# How much power...



## Steven F (Nov 17, 2014)

How much power would be needed for 39 x dual L5420s and 3 switches? I've heard some pretty varying estimates, so I thought I'd ask you all, who may have actual experience.


----------



## serverian (Nov 17, 2014)

How many memory sticks at what voltage?

How many drives?

What type of drives?

Addon cards?

What kind of switches?


----------



## Munzy (Nov 17, 2014)

How much utilization?

Just CPU wise:

(39 servers) x (2 for each cpu per server) x (50 watts, based on the TDP) = ~3900 watts.


----------



## fizzyjoe908 (Nov 17, 2014)

Due to 80% power usage policies most everywhere, you will need about 60 amps @ 110V for that setup.


----------



## HalfEatenPie (Nov 17, 2014)

A ton.

A dedicated hamster-on-wheels is probably needed in addition to that.


----------



## ChrisM (Nov 17, 2014)

Steven F said:


> How much power would be needed for 39 x dual L5420s and 3 switches?

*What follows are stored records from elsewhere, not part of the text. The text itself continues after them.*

//! Settings storage backed by an in-memory map, optionally mirrored to a JSON file.

use async_trait::async_trait;
use bridge_traits::{
    error::{BridgeError, Result},
    storage::SettingsStore,
};
use serde::{Deserialize, Serialize};
use std::collections::BTreeMap;
use std::path::PathBuf;
use tokio::sync::RwLock;
use tracing::{debug, error};

/// Typed setting value.
#[derive(Debug, Clone, PartialEq, Serialize, Deserialize)]
#[serde(tag = "type", content = "value", rename_all = "lowercase")]
enum SettingValue {
    String(String),
    Bool(bool),
    F64(f64),
}

impl SettingValue {
    fn type_name(&self) -> &'static str {
        match self {
            SettingValue::String(_) => "string",
            SettingValue::Bool(_) => "bool",
            SettingValue::F64(_) => "f64",
        }
    }
}

/// Key-value settings store for desktop hosts and tests.
///
/// Provides:
/// - Type-checked value storage
/// - Optional write-through persistence to a JSON file (the desktop
///   counterpart of browser `localStorage`)
pub struct MemorySettingsStore {
    values: RwLock<BTreeMap<String, SettingValue>>,
    file: Option<PathBuf>,
}

impl MemorySettingsStore {
    /// Create an empty, purely in-memory store.
    pub fn new() -> Self {
        Self {
            values: RwLock::new(BTreeMap::new()),
            file: None,
        }
    }

    /// Open a store persisted at `path`, loading existing values if the file exists.
    pub async fn open(path: PathBuf) -> Result<Self> {
        if let Some(parent) = path.parent() {
            tokio::fs::create_dir_all(parent)
                .await
                .map_err(BridgeError::Io)?;
        }

        let values = match tokio::fs::read(&path).await {
            Ok(bytes) => serde_json::from_slice(&bytes).map_err(|e| {
                BridgeError::OperationFailed(format!("Corrupted settings file: {}", e))
            })?,
            Err(e) if e.kind() == std::io::ErrorKind::NotFound => BTreeMap::new(),
            Err(e) => return Err(BridgeError::Io(e)),
        };

        debug!(path = ?path, "Initialized settings store");

        Ok(Self {
            values: RwLock::new(values),
            file: Some(path),
        })
    }

    async fn flush(&self, values: &BTreeMap<String, SettingValue>) -> Result<()> {
        let Some(path) = &self.file else {
            return Ok(());
        };

        let bytes = serde_json::to_vec_pretty(values)
            .map_err(|e| BridgeError::OperationFailed(format!("Serialize error: {}", e)))?;
        tokio::fs::write(path, bytes).await.map_err(BridgeError::Io)
    }

    async fn set_value(&self, key: &str, value: SettingValue) -> Result<()> {
        let mut values = self.values.write().await;
        let value_type = value.type_name();
        values.insert(key.to_string(), value);
        self.flush(&values).await?;

        debug!(key = key, value_type = value_type, "Stored setting");
        Ok(())
    }

    async fn get_value(&self, key: &str, expected_type: &str) -> Result<Option<SettingValue>> {
        let values = self.values.read().await;
        match values.get(key) {
            Some(value) if value.type_name() != expected_type => {
                error!(
                    key = key,
                    expected = expected_type,
                    actual = value.type_name(),
                    "Type mismatch"
                );
                Err(BridgeError::OperationFailed(format!(
                    "Type mismatch: expected {}, got {}",
                    expected_type,
                    value.type_name()
                )))
            }
            Some(value) => Ok(Some(value.clone())),
            None => Ok(None),
        }
    }
}

impl Default for MemorySettingsStore {
    fn default() -> Self {
        Self::new()
    }
}

#[async_trait]
impl SettingsStore for MemorySettingsStore {
    async fn set_string(&self, key: &str, value: &str) -> Result<()> {
        self.set_value(key, SettingValue::String(value.to_string()))
            .await
    }

    async fn get_string(&self, key: &str) -> Result<Option<String>> {
        match self.get_value(key, "string").await? {
            Some(SettingValue::String(s)) => Ok(Some(s)),
            _ => Ok(None),
        }
    }

    async fn set_bool(&self, key: &str, value: bool) -> Result<()> {
        self.set_value(key, SettingValue::Bool(value)).await
    }

    async fn get_bool(&self, key: &str) -> Result<Option<bool>> {
        match self.get_value(key, "bool").await? {
            Some(SettingValue::Bool(b)) => Ok(Some(b)),
            _ => Ok(None),
        }
    }

    async fn set_f64(&self, key: &str, value: f64) -> Result<()> {
        self.set_value(key, SettingValue::F64(value)).await
    }

    async fn get_f64(&self, key: &str) -> Result<Option<f64>> {
        match self.get_value(key, "f64").await? {
            Some(SettingValue::F64(v)) => Ok(Some(v)),
            _ => Ok(None),
        }
    }

    async fn delete(&self, key: &str) -> Result<()> {
        let mut values = self.values.write().await;
        values.remove(key);
        self.flush(&values).await?;

        debug!(key = key, "Deleted setting");
        Ok(())
    }

    async fn has_key(&self, key: &str) -> Result<bool> {
        Ok(self.values.read().await.contains_key(key))
    }

    async fn list_keys(&self) -> Result<Vec<String>> {
        Ok(self.values.read().await.keys().cloned().collect())
    }

    async fn clear_all(&self) -> Result<()> {
        let mut values = self.values.write().await;
        values.clear();
        self.flush(&values).await?;

        debug!("Cleared all settings");
        Ok(())
    }
}

#[cfg(test)]
mod tests {
    use super::*;

    #[tokio::test]
    async fn test_string_operations() {
        let store = MemorySettingsStore::new();

        store.set_string("test_key", "test_value").await.unwrap();
        let value = store.get_string("test_key").await.unwrap();
        assert_eq!(value, Some("test_value".to_string()));

        store.delete("test_key").await.unwrap();
        let value = store.get_string("test_key").await.unwrap();
        assert_eq!(value, None);
    }

    #[tokio::test]
    async fn test_typed_operations() {
        let store = MemorySettingsStore::new();

        store.set_bool("bool_key", true).await.unwrap();
        assert_eq!(store.get_bool("bool_key").await.unwrap(), Some(true));

        store.set_f64("f64_key", 0.7).await.unwrap();
        assert_eq!(store.get_f64("f64_key").await.unwrap(), Some(0.7));
    }

    #[tokio::test]
    async fn test_type_mismatch_is_an_error() {
        let store = MemorySettingsStore::new();
        store.set_bool("playback.loop", true).await.unwrap();

        assert!(store.get_f64("playback.loop").await.is_err());
    }

    #[tokio::test]
    async fn test_list_keys_sorted() {
        let store = MemorySettingsStore::new();

        store.set_string("key2", "value2").await.unwrap();
        store.set_string("key1", "value1").await.unwrap();

        let keys = store.list_keys().await.unwrap();
        assert_eq!(keys, vec!["key1", "key2"]);

        store.clear_all().await.unwrap();
        assert!(!store.has_key("key1").await.unwrap());
    }

    #[tokio::test]
    async fn test_file_round_trip() {
        let path = std::env::temp_dir()
            .join(format!("melodia_settings_{}", std::process::id()))
            .join("settings.json");
        let _ = tokio::fs::remove_file(&path).await;

        {
            let store = MemorySettingsStore::open(path.clone()).await.unwrap();
            store.set_f64("playback.volume", 0.25).await.unwrap();
            store.set_bool("playback.loop", true).await.unwrap();
        }

        let reopened = MemorySettingsStore::open(path.clone()).await.unwrap();
        assert_eq!(reopened.get_f64("playback.volume").await.unwrap(), Some(0.25));
        assert_eq!(reopened.get_bool("playback.loop").await.unwrap(), Some(true));

        let _ = tokio::fs::remove_file(&path).await;
    }
}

I've heard some pretty varying estimates, so I thought I'd ask you all, who may have actual experience.





fizzyjoe908 said:


> Due to 80% power usage policies most everywhere, you will need about 60 amps @ 110V for that setup.


With these servers and moderate usage with the fans on max capacity they use around 1-1.2 amps each and @fizzyjoe908 is correct about the 80% so you would need around 60amps.


----------



## HalfEatenPie (Nov 17, 2014)

Chris Miller said:


> With these servers and moderate usage with the fans on max capacity they use around 1-1.2 amps each


At what volt HM??!!!

Oh... 110V.

Well.... So... How's the weather today?


----------



## ChrisM (Nov 17, 2014)

HalfEatenPie said:


> At what volt HM??!!!
> 
> 
> Oh... 110V.
> ...


Pretty good. Snowy with a chance of death and despair..... They are talking about 12+ inches of snow with 40mph (Gusting 60) winds. 



All this talk about Power and weather reminds me I really need to check on my backup generator incase the power goes out...


----------



## TurnkeyInternet (Nov 18, 2014)

Your minimum will be Dual 30 Amp @ 110 V breakers and power strips (60 amps @ 110 V).  If you have lots of disks/ram - you could push over that though (or be too close to the 80% typical breaker budget to fit within Dual 30 Amp @ 110 V).  If you go with 208V (if your datacenter can supply it) you may do better, especially if they offer metered power (actual usage on KWh).


----------



## qps (Nov 19, 2014)

Do these L5420 systems use fully-buffered DIMMs?  If so, don't bother.  The power cost will be so high that it isn't worth it.  Many data centers won't let you get that dense in a cabinet without an additional cooling charge.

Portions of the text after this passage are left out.